LEONARD MACH, ETC., ET AL.,
Defendants, Appellees.
APPEAL FROM THE UNITED STATES DISTRICT COURT
FOR THE DISTRICT OF MASSACHUSETTS
[Hon. William G. Young, U.S. District Judge]
Before
Selya, Cyr and Boudin,
Circuit Judges.
John McCabe on brief pro se.
Scott Harshbarger, Attorney General, Shelley L. Taylor, Assistant
Attorney General, Nancy Ankers White, Special Assistant Attorney
General, and William D. Saltzman, Department of Correction, on brief
for appellees.
Per Curiam. We have reviewed carefully the record in
this case, including the trial transcript and the briefs of
the parties. We find no reversible error to have occurred.
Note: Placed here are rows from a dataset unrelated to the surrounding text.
//! Ramp validation: perceptual fidelity, accessibility potential, brand
//! separation and progression smoothness.
//!
//! Every check returns its score alongside the verdict. A failing check is a
//! recorded outcome, never an error.

use float_cmp::approx_eq;
use serde::{Deserialize, Serialize};
use tracing::warn;

#[cfg(debug_assertions)]
use tracing::instrument;

use crate::color::circular_hue_distance;
use crate::error::RampError;
use crate::family::StepId;
use crate::steps::smoothness;
use crate::strategy::OptimizationResult;

/// Dark lightness band usable for text/surfaces on light backgrounds.
pub const LOW_BAND: (f64, f64) = (0.15, 0.35);

/// Light lightness band usable for text/surfaces on dark backgrounds.
pub const HIGH_BAND: (f64, f64) = (0.65, 0.95);

/// Largest possible circular hue distance.
const MAX_HUE_DISTANCE: f64 = 180.0;

/// Pass/fail bounds for every validation dimension.
#[derive(Debug, Clone, Copy, PartialEq, Serialize, Deserialize)]
#[serde(default)]
pub struct Thresholds {
    /// Per-step perceptual distance must stay below this
    pub delta_e: f64,
    /// Minimum hue angle (degrees) between any two brand families
    pub brand_separation: f64,
    /// Minimum share of accessibility-capable colors
    pub accessibility_rate: f64,
    /// Maximum smoothness score (std-dev / mean of lightness steps)
    pub smoothness_ceiling: f64,
}

impl Default for Thresholds {
    fn default() -> Self {
        Self {
            delta_e: 2.0,
            brand_separation: 15.0,
            accessibility_rate: 0.5,
            smoothness_ceiling: 0.5,
        }
    }
}

impl Thresholds {
    pub fn validate(&self) -> Result<(), RampError> {
        if !(self.delta_e.is_finite() && self.delta_e > 0.0) {
            return Err(RampError::config(format!(
                "delta_e threshold must be positive, got {}",
                self.delta_e
            )));
        }
        if !(0.0..=180.0).contains(&self.brand_separation) {
            return Err(RampError::config(format!(
                "brand_separation must be between 0 and 180 degrees, got {}",
                self.brand_separation
            )));
        }
        if !(0.0..=1.0).contains(&self.accessibility_rate) {
            return Err(RampError::config(format!(
                "accessibility_rate must be between 0 and 1, got {}",
                self.accessibility_rate
            )));
        }
        if !(self.smoothness_ceiling.is_finite() && self.smoothness_ceiling > 0.0) {
            return Err(RampError::config(format!(
                "smoothness_ceiling must be positive, got {}",
                self.smoothness_ceiling
            )));
        }
        Ok(())
    }
}

/// Score and verdict of a single check.
#[derive(Debug, Clone, Copy, PartialEq, Serialize, Deserialize)]
pub struct CheckOutcome {
    pub score: f64,
    pub threshold: f64,
    pub passed: bool,
}

/// Perceptual-fidelity check for one optimized family.
#[derive(Debug, Clone, PartialEq, Serialize, Deserialize)]
pub struct DeltaECheck {
    /// Score is the maximum per-step Delta E
    pub outcome: CheckOutcome,
    pub mean: f64,
    pub failing_steps: Vec<StepId>,
}

/// All per-family checks.
#[derive(Debug, Clone, PartialEq, Serialize, Deserialize)]
pub struct ValidationReport {
    pub delta_e: DeltaECheck,
    pub accessibility: CheckOutcome,
    pub smoothness: CheckOutcome,
}

impl ValidationReport {
    pub fn passed(&self) -> bool {
        self.delta_e.outcome.passed && self.accessibility.passed && self.smoothness.passed
    }
}

/// Distance between one pair of families' characteristic hues.
#[derive(Debug, Clone, PartialEq, Serialize, Deserialize)]
pub struct SeparationPair {
    pub first: String,
    pub second: String,
    pub distance: f64,
    pub passed: bool,
}

/// Pairwise brand separation across families.
#[derive(Debug, Clone, PartialEq, Serialize, Deserialize)]
pub struct SeparationMatrix {
    pub pairs: Vec<SeparationPair>,
    /// Score is the smallest pairwise distance
    pub outcome: CheckOutcome,
}

/// Per-step Delta E against the bound; the family passes when its maximum does.
pub fn check_delta_e(result: &OptimizationResult, threshold: f64) -> DeltaECheck {
    let max = result.max_delta_e();
    let failing_steps = result
        .steps
        .iter()
        .filter(|s| s.delta_e >= threshold)
        .map(|s| s.step)
        .collect();

    DeltaECheck {
        outcome: CheckOutcome {
            score: max,
            threshold,
            passed: max < threshold,
        },
        mean: result.mean_delta_e(),
        failing_steps,
    }
}

/// Whether a lightness falls in either accessibility band (inclusive).
pub fn is_accessibility_capable(lightness: f64) -> bool {
    let in_band = |(lo, hi): (f64, f64)| (lo..=hi).contains(&lightness);
    in_band(LOW_BAND) || in_band(HIGH_BAND)
}

/// Share of `lightnesses` that are accessibility-capable (0 for no colors).
pub fn accessibility_rate(lightnesses: &[f64]) -> f64 {
    if lightnesses.is_empty() {
        return 0.0;
    }
    let capable = lightnesses
        .iter()
        .filter(|&&l| is_accessibility_capable(l))
        .count();
    capable as f64 / lightnesses.len() as f64
}

pub fn check_accessibility(lightnesses: &[f64], minimum_rate: f64) -> CheckOutcome {
    let rate = accessibility_rate(lightnesses);
    CheckOutcome {
        score: rate,
        threshold: minimum_rate,
        passed: rate > minimum_rate || approx_eq!(f64, rate, minimum_rate, epsilon = 1e-9),
    }
}

pub fn check_smoothness(lightnesses: &[f64], ceiling: f64) -> CheckOutcome {
    let score = smoothness(lightnesses);
    CheckOutcome {
        score,
        threshold: ceiling,
        passed: score < ceiling,
    }
}

/// Compare every unordered pair of `(name, hue)` entries, in input order.
///
/// # Example
///
/// ```
/// use rampforge::validation::check_brand_separation;
///
/// let hues = vec![("Lime".to_string(), 109.0), ("Azure".to_string(), 231.0)];
/// let matrix = check_brand_separation(&hues, 15.0);
/// assert!(matrix.outcome.passed);
/// assert!((matrix.pairs[0].distance - 122.0).abs() < 1e-9);
/// ```
pub fn check_brand_separation(hues: &[(String, f64)], minimum: f64) -> SeparationMatrix {
    let mut pairs = Vec::new();
    for (i, (first, h1)) in hues.iter().enumerate() {
        for (second, h2) in &hues[i + 1..] {
            let distance = circular_hue_distance(*h1, *h2);
            pairs.push(SeparationPair {
                first: first.clone(),
                second: second.clone(),
                distance,
                passed: distance > minimum,
            });
        }
    }

    let score = pairs
        .iter()
        .map(|p| p.distance)
        .fold(MAX_HUE_DISTANCE, f64::min);

    for pair in pairs.iter().filter(|p| !p.passed) {
        warn!(
            first = %pair.first,
            second = %pair.second,
            distance = pair.distance,
            minimum,
            "brands too close in hue"
        );
    }

    SeparationMatrix {
        outcome: CheckOutcome {
            score,
            threshold: minimum,
            passed: pairs.iter().all(|p| p.passed),
        },
        pairs,
    }
}

/// Run the per-family checks on an optimization result.
#[cfg_attr(debug_assertions, instrument(skip_all, fields(family = %result.family)))]
pub fn validate(result: &OptimizationResult, thresholds: &Thresholds) -> ValidationReport {
    let lightnesses = result.lightnesses();
    let report = ValidationReport {
        delta_e: check_delta_e(result, thresholds.delta_e),
        accessibility: check_accessibility(&lightnesses, thresholds.accessibility_rate),
        smoothness: check_smoothness(&lightnesses, thresholds.smoothness_ceiling),
    };

    if !report.delta_e.outcome.passed {
        warn!(
            family = %result.family,
            max_delta_e = report.delta_e.outcome.score,
            steps = ?report.delta_e.failing_steps,
            "perceptual difference above threshold"
        );
    }
    if !report.accessibility.passed {
        warn!(
            family = %result.family,
            rate = report.accessibility.score,
            "too few accessibility-capable colors"
        );
    }
    if !report.smoothness.passed {
        warn!(
            family = %result.family,
            smoothness = report.smoothness.score,
            "lightness progression is uneven"
        );
    }

    report
}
We add only the following.
We find no abuse of discretion in the trial court's
denial of McCabe's request for appointment of counsel. In a
civil case, counsel is required only in "exceptional
circumstances" where absence of counsel is "likely to result
in fundamental unfairness impinging on [a litigant's] due
process rights." DesRosiers v. Moran, 949 F.2d 15, 23 (1st
Cir. 1991). The instant case, which did not involve
particularly complex questions of law or fact, presented no
such exceptional circumstances.
Nor did the court abuse its discretion in admitting
testimony, pursuant to Fed. R. Evid. 404(b), concerning prior
acts of institutional violence committed by McCabe. Such
evidence had bearing on the correction officers' state of
mind while attempting to remove McCabe from his cell and thus
was relevant to their defense against McCabe's claim to have
been the victim of constitutionally excessive force. See
McCrary-El v. Shaw, 992 F.2d 809, 812 (8th Cir. 1993). The
court committed no error in determining that the probative
value of this testimony outweighed any prejudicial effect it
might have had on McCabe.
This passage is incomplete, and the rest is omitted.